**Problem description**
The whole of the data, every line, should come back exactly the same.

Stored data entries
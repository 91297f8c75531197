use std::path::{Path, PathBuf};

/// Conventional file names used when no explicit path is given
pub const DEFAULT_RAW_FILE: &str = "mentorship-RAW.tsv";
pub const DEFAULT_TABLE_FILE: &str = "mentorship.tsv";
pub const DEFAULT_AUDIT_FILE: &str = "mentorship_wisdom_all.txt";
pub const DEFAULT_APPROVALS_FILE: &str = "mentorship_wisdom_keys_to_keep.txt";
pub const DEFAULT_DOCUMENT_FILE: &str = "mentorship_wisdom.md";

/// Locations of every input and output of a pipeline run
#[derive(Debug, Clone)]
pub struct PipelineConfig {
    /// Raw tab-separated survey export
    pub raw_path: PathBuf,
    /// Cleaned table written by stage 1
    pub table_path: PathBuf,
    /// Wisdom audit file written by stage 2
    pub audit_path: PathBuf,
    /// Reviewer-maintained approval sidecar (optional)
    pub approvals_path: PathBuf,
    /// Curated document written by stage 3
    pub document_path: PathBuf,
}

impl Default for PipelineConfig {
    fn default() -> Self {
        Self::in_dir(Path::new("."))
    }
}

impl PipelineConfig {
    /// Conventional file names resolved against a working directory
    pub fn in_dir(dir: &Path) -> Self {
        Self {
            raw_path: dir.join(DEFAULT_RAW_FILE),
            table_path: dir.join(DEFAULT_TABLE_FILE),
            audit_path: dir.join(DEFAULT_AUDIT_FILE),
            approvals_path: dir.join(DEFAULT_APPROVALS_FILE),
            document_path: dir.join(DEFAULT_DOCUMENT_FILE),
        }
    }
}

/// What the working directory holds before a run starts
#[derive(Debug, Clone, Copy, PartialEq, Eq)]
pub enum InputState {
    /// The raw export is present; the full pipeline can run
    RawAvailable,
    /// Only the cleaned table exists; nothing to regenerate
    AlreadyProcessed,
    /// Neither file exists
    Missing,
}

impl PipelineConfig {
    /// Inspect which required inputs exist
    pub fn input_state(&self) -> InputState {
        if self.raw_path.exists() {
            InputState::RawAvailable
        } else if self.table_path.exists() {
            InputState::AlreadyProcessed
        } else {
            InputState::Missing
        }
    }
}

#[cfg(test)]
mod tests {
    use super::*;

    #[test]
    fn test_in_dir_uses_conventional_names() {
        let config = PipelineConfig::in_dir(Path::new("/data"));
        assert_eq!(config.raw_path, PathBuf::from("/data/mentorship-RAW.tsv"));
        assert_eq!(config.table_path, PathBuf::from("/data/mentorship.tsv"));
        assert_eq!(
            config.approvals_path,
            PathBuf::from("/data/mentorship_wisdom_keys_to_keep.txt")
        );
    }

    #[test]
    fn test_input_state() {
        let dir = tempfile::tempdir().unwrap();
        let config = PipelineConfig::in_dir(dir.path());
        assert_eq!(config.input_state(), InputState::Missing);

        std::fs::write(&config.table_path, "timestamp\n").unwrap();
        assert_eq!(config.input_state(), InputState::AlreadyProcessed);

        std::fs::write(&config.raw_path, "Timestamp\n").unwrap();
        assert_eq!(config.input_state(), InputState::RawAvailable);
    }
}
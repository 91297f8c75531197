pub mod answers;
pub mod country;
pub mod likert;
pub mod roles;

pub use answers::*;
pub use country::*;
pub use likert::*;
pub use roles::*;

/// How a rule tests an answer
#[derive(Debug, Clone, Copy, PartialEq, Eq)]
pub enum Matcher {
    /// Whole value equals the pattern
    Exact(&'static str),
    /// Value begins with the pattern
    StartsWith(&'static str),
    /// Pattern occurs anywhere in the value
    Contains(&'static str),
    /// Pattern occurs, but not at the very start of the value
    ContainsAfterStart(&'static str),
    /// Value equals the pattern once surrounding whitespace is removed
    TrimmedEquals(&'static str),
}

impl Matcher {
    pub fn matches(&self, value: &str) -> bool {
        match *self {
            Matcher::Exact(p) => value == p,
            Matcher::StartsWith(p) => value.starts_with(p),
            Matcher::Contains(p) => value.contains(p),
            Matcher::ContainsAfterStart(p) => value.find(p).is_some_and(|pos| pos > 0),
            Matcher::TrimmedEquals(p) => value.trim() == p,
        }
    }
}

/// A (predicate, result) pair in an ordered rule table
#[derive(Debug, Clone, Copy)]
pub struct Rule<T> {
    pub matcher: Matcher,
    pub result: T,
}

impl<T> Rule<T> {
    pub const fn new(matcher: Matcher, result: T) -> Self {
        Self { matcher, result }
    }

    pub const fn exact(pattern: &'static str, result: T) -> Self {
        Self::new(Matcher::Exact(pattern), result)
    }
}

/// Evaluate rules in order; the first matching rule wins
pub fn first_match<T: Copy>(rules: &[Rule<T>], value: &str) -> Option<T> {
    rules
        .iter()
        .find(|rule| rule.matcher.matches(value))
        .map(|rule| rule.result)
}

/// Word capitalization: a cased character after an uncased one is
/// uppercased, every other cased character is lowercased.
pub fn title_case(value: &str) -> String {
    let mut output = String::with_capacity(value.len());
    let mut previous_cased = false;

    for c in value.chars() {
        let cased = c.is_lowercase() || c.is_uppercase();
        if cased {
            if previous_cased {
                output.extend(c.to_lowercase());
            } else {
                output.extend(c.to_uppercase());
            }
        } else {
            output.push(c);
        }
        previous_cased = cased;
    }

    output
}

**Answer to this exercise**
repository 91297f8c75531197
use std::path::{Path, PathBuf};

/// Conventional file names used when no explicit path is given
pub const DEFAULT_RAW_FILE: &str = "mentorship-RAW.tsv";
pub const DEFAULT_TABLE_FILE: &str = "mentorship.tsv";
pub const DEFAULT_AUDIT_FILE: &str = "mentorship_wisdom_all.txt";
pub const DEFAULT_APPROVALS_FILE: &str = "mentorship_wisdom_keys_to_keep.txt";
pub const DEFAULT_DOCUMENT_FILE: &str = "mentorship_wisdom.md";

/// Locations of every input and output of a pipeline run
#[derive(Debug, Clone)]
pub struct PipelineConfig {
    /// Raw tab-separated survey export
    pub raw_path: PathBuf,
    /// Cleaned table written by stage 1
    pub table_path: PathBuf,
    /// Wisdom audit file written by stage 2
    pub audit_path: PathBuf,
    /// Reviewer-maintained approval sidecar (optional)
    pub approvals_path: PathBuf,
    /// Curated document written by stage 3
    pub document_path: PathBuf,
}

impl Default for PipelineConfig {
    fn default() -> Self {
        Self::in_dir(Path::new("."))
    }
}

impl PipelineConfig {
    /// Conventional file names resolved against a working directory
    pub fn in_dir(dir: &Path) -> Self {
        Self {
            raw_path: dir.join(DEFAULT_RAW_FILE),
            table_path: dir.join(DEFAULT_TABLE_FILE),
            audit_path: dir.join(DEFAULT_AUDIT_FILE),
            approvals_path: dir.join(DEFAULT_APPROVALS_FILE),
            document_path: dir.join(DEFAULT_DOCUMENT_FILE),
        }
    }
}

/// What the working directory holds before a run starts
#[derive(Debug, Clone, Copy, PartialEq, Eq)]
pub enum InputState {
    /// The raw export is present; the full pipeline can run
    RawAvailable,
    /// Only the cleaned table exists; nothing to regenerate
    AlreadyProcessed,
    /// Neither file exists
    Missing,
}

impl PipelineConfig {
    /// Inspect which required inputs exist
    pub fn input_state(&self) -> InputState {
        if self.raw_path.exists() {
            InputState::RawAvailable
        } else if self.table_path.exists() {
            InputState::AlreadyProcessed
        } else {
            InputState::Missing
        }
    }
}

#[cfg(test)]
mod tests {
    use super::*;

    #[test]
    fn test_in_dir_uses_conventional_names() {
        let config = PipelineConfig::in_dir(Path::new("/data"));
        assert_eq!(config.raw_path, PathBuf::from("/data/mentorship-RAW.tsv"));
        assert_eq!(config.table_path, PathBuf::from("/data/mentorship.tsv"));
        assert_eq!(
            config.approvals_path,
            PathBuf::from("/data/mentorship_wisdom_keys_to_keep.txt")
        );
    }

    #[test]
    fn test_input_state() {
        let dir = tempfile::tempdir().unwrap();
        let config = PipelineConfig::in_dir(dir.path());
        assert_eq!(config.input_state(), InputState::Missing);

        std::fs::write(&config.table_path, "timestamp\n").unwrap();
        assert_eq!(config.input_state(), InputState::AlreadyProcessed);

        std::fs::write(&config.raw_path, "Timestamp\n").unwrap();
        assert_eq!(config.input_state(), InputState::RawAvailable);
    }
}
repository 91297f8c75531197
pub mod answers;
pub mod country;
pub mod likert;
pub mod roles;

pub use answers::*;
pub use country::*;
pub use likert::*;
pub use roles::*;

/// How a rule tests an answer
#[derive(Debug, Clone, Copy, PartialEq, Eq)]
pub enum Matcher {
    /// Whole value equals the pattern
    Exact(&'static str),
    /// Value begins with the pattern
    StartsWith(&'static str),
    /// Pattern occurs anywhere in the value
    Contains(&'static str),
    /// Pattern occurs, but not at the very start of the value
    ContainsAfterStart(&'static str),
    /// Value equals the pattern once surrounding whitespace is removed
    TrimmedEquals(&'static str),
}

impl Matcher {
    pub fn matches(&self, value: &str) -> bool {
        match *self {
            Matcher::Exact(p) => value == p,
            Matcher::StartsWith(p) => value.starts_with(p),
            Matcher::Contains(p) => value.contains(p),
            Matcher::ContainsAfterStart(p) => value.find(p).is_some_and(|pos| pos > 0),
            Matcher::TrimmedEquals(p) => value.trim() == p,
        }
    }
}

/// A (predicate, result) pair in an ordered rule table
#[derive(Debug, Clone, Copy)]
pub struct Rule<T> {
    pub matcher: Matcher,
    pub result: T,
}

impl<T> Rule<T> {
    pub const fn new(matcher: Matcher, result: T) -> Self {
        Self { matcher, result }
    }

    pub const fn exact(pattern: &'static str, result: T) -> Self {
        Self::new(Matcher::Exact(pattern), result)
    }
}

/// Evaluate rules in order; the first matching rule wins
pub fn first_match<T: Copy>(rules: &[Rule<T>], value: &str) -> Option<T> {
    rules
        .iter()
        .find(|rule| rule.matcher.matches(value))
        .map(|rule| rule.result)
}

/// Word capitalization: a cased character after an uncased one is
/// uppercased, every other cased character is lowercased.
pub fn title_case(value: &str) -> String {
    let mut output = String::with_capacity(value.len());
    let mut previous_cased = false;

    for c in value.chars() {
        let cased = c.is_lowercase() || c.is_uppercase();
        if cased {
            if previous_cased {
                output.extend(c.to_lowercase());
            } else {
                output.extend(c.to_uppercase());
            }
        } else {
            output.push(c);
        }
        previous_cased = cased;
    }

    output
}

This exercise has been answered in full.